*** Opening Records shown ***

//! # Host Primitives
//!
//! The runtime sits on two primitives supplied by the host platform:
//!
//! - an addressable, single-threaded compute unit reached through a stable
//!   name ([`InstanceNamespace`] / [`InstanceHandle`]). The host serializes
//!   calls per destination instance and never retries a call on its own.
//! - a durable key-value store scoped to one instance ([`DurableStore`]).
//!   No instance can see another instance's keys.

use std::sync::Arc;

use async_trait::async_trait;
use serde_json::Value;

use crate::errors::{CallError, StorageError};
use crate::protocol::{ActivationRequest, ActivationResponse};

/// Per-instance durable key-value store.
#[async_trait]
pub trait DurableStore: Send + Sync {
    async fn get(&self, key: &str) -> Result<Option<Value>, StorageError>;

    async fn put(&self, key: &str, value: Value) -> Result<(), StorageError>;

    /// Deletes `key`, returning whether it existed.
    async fn delete(&self, key: &str) -> Result<bool, StorageError>;

    /// All entries whose key starts with `prefix`, in key order.
    async fn list_by_prefix(&self, prefix: &str) -> Result<Vec<(String, Value)>, StorageError>;
}

/// Handle to one addressable instance.
#[async_trait]
pub trait InstanceHandle: Send + Sync {
    async fn call(&self, request: ActivationRequest) -> Result<ActivationResponse, CallError>;
}

/// Stable name-to-instance mapping.
pub trait InstanceNamespace: Send + Sync {
    /// Resolves `name` to its instance, activating it if needed.
    fn resolve(&self, name: &str) -> Arc<dyn InstanceHandle>;
}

*** Closing Records shown ***

■ Exercise aim ■
Return the entries exactly through the "on its own." line.

■ Response to the exercise ■
//! # Host Primitives
//!
//! The runtime sits on two primitives supplied by the host platform:
//!
//! - an addressable, single-threaded compute unit reached through a stable
//!   name ([`InstanceNamespace`] / [`InstanceHandle`]). The host serializes
//!   calls per destination instance and never retries a call on its own.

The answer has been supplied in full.